Coronavirus – Paycheck Protection Program SBA 7A Loan

This article was original published on March 31, 2020, and most recently updated on July 6, 2020, to reflect legislative changes and guidance. President Trump recently signed legislation extending the deadline to apply for Paycheck Protection Program loans from June 30, 2020, until August 8, 2020. However, this article will focus on the rules and requirements concerning loan forgiveness.
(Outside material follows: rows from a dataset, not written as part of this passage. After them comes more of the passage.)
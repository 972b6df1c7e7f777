mod fetcher;
mod sensor;

pub use fetcher::compose_message;
pub use fetcher::status_url;
pub use fetcher::FetchError;
pub use fetcher::StatusFetcher;
pub use fetcher::FAILURE_MESSAGE;
pub use sensor::SensorChannel;
pub use sensor::SensorReading;
pub use sensor::StatusResponse;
On March 27, 2020, President Trump signed the Coronavirus Aid, Relief, and Economic Security (CARES) Act into law. Among several financial stimulus provisions, the CARES Act allocated $349 billion to the Paycheck Protection Program (PPP) with the goal of providing loans to small businesses.  Less than one month later, on April 21, 2020, the Paycheck Protection Program and Healthcare Enhancement Act allocated an additional $310 billion to the PPP. Then again on June 5, 2020, the President signed the Paycheck Protection Flexibility Act of 2020 (Flexibility Act), amending several provisions of the CARES Act. Since the passage of the CARES Act, guidance has come in the form of an ever-evolving FAQ document and various interim rules, interpretations, and amendments as published by the U.S. Department of the Treasury (Treasury). The most recent guidance was issued as recently as June 25, 2020. This update accounts for changes to the PPP through July 6, 2020.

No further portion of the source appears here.